Every line in the data below from the one containing "Hash, Serialize, Deserialize)]" down to the one containing "pub const DEFAULT_VARIANT: &'static", both included, must be retyped exactly; no other line is to appear.

┌─ Records provided

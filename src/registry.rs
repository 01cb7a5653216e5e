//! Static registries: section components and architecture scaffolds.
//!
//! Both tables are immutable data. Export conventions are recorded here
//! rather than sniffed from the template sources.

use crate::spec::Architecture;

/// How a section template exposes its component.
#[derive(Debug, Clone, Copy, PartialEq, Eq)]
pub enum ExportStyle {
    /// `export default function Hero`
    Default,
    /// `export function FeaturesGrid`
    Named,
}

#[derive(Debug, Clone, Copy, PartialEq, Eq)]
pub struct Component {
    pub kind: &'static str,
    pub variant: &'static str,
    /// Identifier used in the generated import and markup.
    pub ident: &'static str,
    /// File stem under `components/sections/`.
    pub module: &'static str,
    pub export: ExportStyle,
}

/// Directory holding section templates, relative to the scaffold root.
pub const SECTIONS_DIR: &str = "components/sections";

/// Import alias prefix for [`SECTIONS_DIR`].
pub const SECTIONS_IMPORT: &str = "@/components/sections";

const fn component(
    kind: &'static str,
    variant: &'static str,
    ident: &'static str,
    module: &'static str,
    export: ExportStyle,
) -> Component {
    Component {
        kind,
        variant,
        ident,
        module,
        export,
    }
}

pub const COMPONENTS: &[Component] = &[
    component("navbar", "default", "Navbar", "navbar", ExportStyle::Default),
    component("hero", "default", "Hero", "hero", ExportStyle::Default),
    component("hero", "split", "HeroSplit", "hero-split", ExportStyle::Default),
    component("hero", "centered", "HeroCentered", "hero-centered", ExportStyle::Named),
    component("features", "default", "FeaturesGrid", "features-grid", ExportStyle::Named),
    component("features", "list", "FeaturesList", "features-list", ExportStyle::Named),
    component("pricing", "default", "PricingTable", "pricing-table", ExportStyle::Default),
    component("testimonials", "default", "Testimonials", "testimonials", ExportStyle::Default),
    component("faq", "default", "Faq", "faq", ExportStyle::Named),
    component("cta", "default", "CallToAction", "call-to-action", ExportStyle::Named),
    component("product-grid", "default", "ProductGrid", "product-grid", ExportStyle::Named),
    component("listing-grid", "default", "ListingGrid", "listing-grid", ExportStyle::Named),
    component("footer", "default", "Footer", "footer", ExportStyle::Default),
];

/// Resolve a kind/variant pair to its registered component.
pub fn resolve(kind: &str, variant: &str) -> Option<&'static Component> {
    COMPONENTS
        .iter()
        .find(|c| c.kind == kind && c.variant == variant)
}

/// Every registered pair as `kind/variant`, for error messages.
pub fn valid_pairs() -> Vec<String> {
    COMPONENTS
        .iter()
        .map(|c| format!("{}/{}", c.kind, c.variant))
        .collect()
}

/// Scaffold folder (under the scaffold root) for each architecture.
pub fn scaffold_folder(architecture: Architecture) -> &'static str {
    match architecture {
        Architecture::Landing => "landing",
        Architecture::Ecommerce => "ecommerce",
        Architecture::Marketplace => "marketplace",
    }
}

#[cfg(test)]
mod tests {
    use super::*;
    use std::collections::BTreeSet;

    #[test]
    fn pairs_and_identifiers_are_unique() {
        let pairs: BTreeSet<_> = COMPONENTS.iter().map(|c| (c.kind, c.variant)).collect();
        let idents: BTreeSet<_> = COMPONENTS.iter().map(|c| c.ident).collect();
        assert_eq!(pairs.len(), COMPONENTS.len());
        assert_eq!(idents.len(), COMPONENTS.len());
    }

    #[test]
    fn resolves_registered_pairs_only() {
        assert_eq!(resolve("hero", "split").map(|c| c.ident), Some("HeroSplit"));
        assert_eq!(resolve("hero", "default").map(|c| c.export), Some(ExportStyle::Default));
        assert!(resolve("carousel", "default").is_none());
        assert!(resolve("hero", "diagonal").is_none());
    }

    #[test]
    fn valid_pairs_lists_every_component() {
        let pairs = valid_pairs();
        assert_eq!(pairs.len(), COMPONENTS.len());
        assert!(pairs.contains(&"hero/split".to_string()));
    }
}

└─
┌─ Records provided

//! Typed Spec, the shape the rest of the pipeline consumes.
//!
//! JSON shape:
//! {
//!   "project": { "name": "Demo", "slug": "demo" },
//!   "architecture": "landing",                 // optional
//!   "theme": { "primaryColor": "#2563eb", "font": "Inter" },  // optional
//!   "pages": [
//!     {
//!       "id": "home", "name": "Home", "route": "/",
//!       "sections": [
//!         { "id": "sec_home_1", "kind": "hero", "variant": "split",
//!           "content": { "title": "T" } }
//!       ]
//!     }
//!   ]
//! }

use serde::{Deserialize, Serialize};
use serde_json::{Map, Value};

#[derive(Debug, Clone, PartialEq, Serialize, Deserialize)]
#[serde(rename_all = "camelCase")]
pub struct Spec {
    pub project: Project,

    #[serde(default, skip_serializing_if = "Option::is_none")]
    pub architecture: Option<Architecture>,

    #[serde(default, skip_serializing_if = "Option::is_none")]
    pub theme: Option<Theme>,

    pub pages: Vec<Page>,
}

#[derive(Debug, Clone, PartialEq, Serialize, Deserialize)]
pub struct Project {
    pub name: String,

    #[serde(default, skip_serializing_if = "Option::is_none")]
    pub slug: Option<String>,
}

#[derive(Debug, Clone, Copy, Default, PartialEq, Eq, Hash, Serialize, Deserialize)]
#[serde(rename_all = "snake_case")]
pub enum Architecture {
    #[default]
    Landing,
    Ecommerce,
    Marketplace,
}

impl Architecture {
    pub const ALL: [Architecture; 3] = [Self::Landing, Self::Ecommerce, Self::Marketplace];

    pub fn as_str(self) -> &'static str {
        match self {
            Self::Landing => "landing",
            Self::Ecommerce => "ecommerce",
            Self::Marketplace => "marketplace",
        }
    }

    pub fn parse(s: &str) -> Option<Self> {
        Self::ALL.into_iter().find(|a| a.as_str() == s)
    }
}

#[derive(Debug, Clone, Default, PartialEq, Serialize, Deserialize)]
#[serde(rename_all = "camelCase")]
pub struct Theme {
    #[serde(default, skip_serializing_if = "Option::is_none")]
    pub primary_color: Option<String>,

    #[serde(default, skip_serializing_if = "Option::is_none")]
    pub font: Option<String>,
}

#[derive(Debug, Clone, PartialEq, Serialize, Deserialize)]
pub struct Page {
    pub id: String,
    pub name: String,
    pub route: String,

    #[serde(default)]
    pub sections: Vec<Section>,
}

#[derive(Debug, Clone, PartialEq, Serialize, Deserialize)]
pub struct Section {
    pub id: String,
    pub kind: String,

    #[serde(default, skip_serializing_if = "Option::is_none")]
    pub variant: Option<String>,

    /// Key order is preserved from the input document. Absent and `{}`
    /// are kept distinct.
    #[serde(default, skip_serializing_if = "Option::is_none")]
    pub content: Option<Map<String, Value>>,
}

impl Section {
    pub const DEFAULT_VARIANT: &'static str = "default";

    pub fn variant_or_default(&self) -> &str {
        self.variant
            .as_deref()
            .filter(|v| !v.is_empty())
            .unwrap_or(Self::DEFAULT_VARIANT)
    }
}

└─

§ Exercise solution
#[derive(Debug, Clone, Copy, Default, PartialEq, Eq, Hash, Serialize, Deserialize)]
#[serde(rename_all = "snake_case")]
pub enum Architecture {
    #[default]
    Landing,
    Ecommerce,
    Marketplace,
}

impl Architecture {
    pub const ALL: [Architecture; 3] = [Self::Landing, Self::Ecommerce, Self::Marketplace];

    pub fn as_str(self) -> &'static str {
        match self {
            Self::Landing => "landing",
            Self::Ecommerce => "ecommerce",
            Self::Marketplace => "marketplace",
        }
    }

    pub fn parse(s: &str) -> Option<Self> {
        Self::ALL.into_iter().find(|a| a.as_str() == s)
    }
}

#[derive(Debug, Clone, Default, PartialEq, Serialize, Deserialize)]
#[serde(rename_all = "camelCase")]
pub struct Theme {
    #[serde(default, skip_serializing_if = "Option::is_none")]
    pub primary_color: Option<String>,

    #[serde(default, skip_serializing_if = "Option::is_none")]
    pub font: Option<String>,
}

#[derive(Debug, Clone, PartialEq, Serialize, Deserialize)]
pub struct Page {
    pub id: String,
    pub name: String,
    pub route: String,

    #[serde(default)]
    pub sections: Vec<Section>,
}

#[derive(Debug, Clone, PartialEq, Serialize, Deserialize)]
pub struct Section {
    pub id: String,
    pub kind: String,

    #[serde(default, skip_serializing_if = "Option::is_none")]
    pub variant: Option<String>,

    /// Key order is preserved from the input document. Absent and `{}`
    /// are kept distinct.
    #[serde(default, skip_serializing_if = "Option::is_none")]
    pub content: Option<Map<String, Value>>,
}

impl Section {
    pub const DEFAULT_VARIANT: &'static str = "default";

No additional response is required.